Statistical Analysis

The data was arranged on an Excel spreadsheet. Relevant statistical analysis was done using MedCalc version (Ostend, Belgium). Continuous parametric data were reported using the mean (±SD) and nonparametric data were reported as median. Multivariate logistic regression analysis and chi-square test were performed to assess the effect of multiple factors that might have influenced the outcome and mortality. A p-value of <0.05 was assigned as statistically significant. Outcomes of both the bivariate and multivariate analysis were reported for comparison.

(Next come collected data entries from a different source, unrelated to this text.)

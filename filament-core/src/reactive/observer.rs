//! Observer and source plumbing for the reactive graph.
//!
//! Two capability traits connect the graph:
//!
//! - [`Source`] is anything that can be depended on (a signal or a computed).
//!   Sources carry a monotonic version counter that is bumped on every
//!   effective change, so dependents can decide cheaply whether they are
//!   stale without recomputing anything.
//!
//! - [`Observer`] is anything that can be notified of a change (a computed
//!   or an effect). Observers are held by sources only through weak
//!   references, so dropping the owning handle is enough to collect them.
//!
//! The shared bookkeeping lives in two small containers: [`DependencySet`]
//! (what an observer read during its last run, keyed by dependency identity)
//! and [`ObserverSet`] (who is subscribed to a source, keyed by observer
//! identity). Both use insertion-ordered maps so notification order follows
//! first-read / first-subscribe order.

use std::sync::atomic::{AtomicU64, Ordering};
use std::sync::{Arc, Weak};

use indexmap::IndexMap;
use parking_lot::Mutex;
use smallvec::SmallVec;

/// Unique identifier for an observer (computed or effect).
#[derive(Debug, Clone, Copy, PartialEq, Eq, Hash)]
pub struct ObserverId(u64);

impl ObserverId {
    /// Generate a new unique observer ID.
    pub fn new() -> Self {
        static COUNTER: AtomicU64 = AtomicU64::new(0);
        Self(COUNTER.fetch_add(1, Ordering::Relaxed))
    }

    /// Get the raw ID value.
    pub fn raw(&self) -> u64 {
        self.0
    }
}

impl Default for ObserverId {
    fn default() -> Self {
        Self::new()
    }
}

/// Unique identifier for a dependency (signal or computed).
#[derive(Debug, Clone, Copy, PartialEq, Eq, Hash)]
pub struct DependencyId(u64);

impl DependencyId {
    /// Generate a new unique dependency ID.
    pub fn new() -> Self {
        static COUNTER: AtomicU64 = AtomicU64::new(0);
        Self(COUNTER.fetch_add(1, Ordering::Relaxed))
    }

    /// Get the raw ID value.
    pub fn raw(&self) -> u64 {
        self.0
    }
}

impl Default for DependencyId {
    fn default() -> Self {
        Self::new()
    }
}

/// A value that observers can depend on.
pub(crate) trait Source: Send + Sync {
    /// The identity of this source in dependency maps.
    fn dependency_id(&self) -> DependencyId;

    /// Current version. Bumped by exactly one on every effective change.
    fn version(&self) -> u64;

    /// Whether this source may hold a different value than it did when a
    /// dependent last saw version `since`. For signals this is a plain
    /// version comparison; computeds also report true while they are dirty
    /// or while any of their own dependencies has advanced.
    fn maybe_changed(&self, since: u64) -> bool;

    /// Drop the edge to `observer`. Called when an observer rebuilds its
    /// dependency set or is disposed.
    fn remove_observer(&self, observer: ObserverId);
}

/// A computation that can be notified when a dependency changes.
pub(crate) trait Observer: Send + Sync {
    fn observer_id(&self) -> ObserverId;

    /// False once the observer is disposed. Checked at dequeue time.
    fn is_active(&self) -> bool;

    /// Record a source read while this observer was the current context.
    fn record_source(&self, source: &Arc<dyn Source>);

    /// Whether `version` of dependency `dep` is newer than what this
    /// observer saw on its last run.
    fn is_stale_for(&self, dep: DependencyId, version: u64) -> bool;

    /// React to a change notification. Invoked by the scheduler during a
    /// flush: computeds mark themselves dirty and propagate, effects re-run.
    fn notify(self: Arc<Self>);
}

/// One tracked dependency edge: the version seen at the last run plus a
/// non-owning handle back to the source.
struct TrackedSource {
    seen_version: u64,
    source: Weak<dyn Source>,
}

/// The set of sources an observer read during its most recent run.
///
/// Rebuilt from scratch on every run: `detach_all` severs the observer side
/// of every edge, then reads re-record themselves. Branches that were not
/// taken on the new run therefore leave no stale edges behind.
pub(crate) struct DependencySet {
    id: ObserverId,
    sources: Mutex<IndexMap<DependencyId, TrackedSource>>,
}

impl DependencySet {
    pub fn new() -> Self {
        Self {
            id: ObserverId::new(),
            sources: Mutex::new(IndexMap::new()),
        }
    }

    pub fn id(&self) -> ObserverId {
        self.id
    }

    /// Record a read of `source`, remembering its current version.
    pub fn record(&self, source: &Arc<dyn Source>) {
        self.sources.lock().insert(
            source.dependency_id(),
            TrackedSource {
                seen_version: source.version(),
                source: Arc::downgrade(source),
            },
        );
    }

    /// Whether `version` of `dep` is ahead of what was seen last run.
    ///
    /// An unknown dependency counts as stale: no version information means
    /// no basis for skipping the update.
    pub fn is_stale_for(&self, dep: DependencyId, version: u64) -> bool {
        match self.sources.lock().get(&dep) {
            Some(tracked) => version > tracked.seen_version,
            None => true,
        }
    }

    /// Whether any tracked source may have changed since the last run.
    pub fn any_stale(&self) -> bool {
        let sources = self.sources.lock();
        sources.values().any(|tracked| {
            tracked
                .source
                .upgrade()
                .is_some_and(|source| source.maybe_changed(tracked.seen_version))
        })
    }

    /// Sever every edge: unsubscribe from all tracked sources and clear.
    pub fn detach_all(&self) {
        let drained: Vec<TrackedSource> = {
            let mut sources = self.sources.lock();
            sources.drain(..).map(|(_, tracked)| tracked).collect()
        };
        for tracked in drained {
            if let Some(source) = tracked.source.upgrade() {
                source.remove_observer(self.id);
            }
        }
    }

    pub fn len(&self) -> usize {
        self.sources.lock().len()
    }
}

/// The observers subscribed to a source, held weakly.
///
/// A source never owns its observers; the owning handle (the `Effect` value
/// or the last `Computed` clone) decides their lifetime. Dead entries are
/// pruned whenever a snapshot is taken.
pub(crate) struct ObserverSet {
    observers: Mutex<IndexMap<ObserverId, Weak<dyn Observer>>>,
}

impl ObserverSet {
    pub fn new() -> Self {
        Self {
            observers: Mutex::new(IndexMap::new()),
        }
    }

    /// Subscribe `observer`. Re-subscribing is idempotent.
    pub fn register(&self, observer: &Arc<dyn Observer>) {
        self.observers
            .lock()
            .insert(observer.observer_id(), Arc::downgrade(observer));
    }

    /// Remove the observer with the given ID, if present.
    pub fn remove(&self, id: ObserverId) {
        self.observers.lock().shift_remove(&id);
    }

    /// Snapshot the live observers in subscription order, dropping entries
    /// whose owner has gone away.
    pub fn snapshot(&self) -> SmallVec<[Arc<dyn Observer>; 4]> {
        let mut observers = self.observers.lock();
        let mut live = SmallVec::new();
        observers.retain(|_, weak| match weak.upgrade() {
            Some(observer) => {
                live.push(observer);
                true
            }
            None => false,
        });
        live
    }

    pub fn len(&self) -> usize {
        self.observers.lock().len()
    }
}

The study included 58 eyes of 58 patients. All patients developed ROCM following COVID-19 infection. There were 44 males (76%). The mean age was 55 ± 11 (median 56) years. Forty-three patients (74%) had a history of DM. On presentation with COVID-19 symptoms, 46 (79%) patients had uncontrolled diabetes based on the glycosylated hemoglobin values (HbA1c). An HbA1c of 7% or higher was considered as the cutoff value for diagnosing uncontrolled DM. The mean HbA1c value among those with controlled DM was 5.84 ± 0.54 mg% (median: 6), while that in uncontrolled cases was 11.57 ± 1.86 mg% (median 11.25) (p < 0.0001). The mean chest CT severity score was 15.95 ± 4.74 (median: 17). No thrombo-embolic phenomenon attributable to COVID-19 was noted in any of the patients in this subset. The duration between the diagnosis of COVID-19 and ROCM was 16 ± 21 days (median: 8 days). Thirty-six eyes (62%) had no perception of light at presentation. A further 9 patients (16%) patients had perception of light only, 7 patients (12%) had to count fingers close to face at presentation and the rest had ambulatory vision or more. Three patients had a presenting visual acuity of 20/20.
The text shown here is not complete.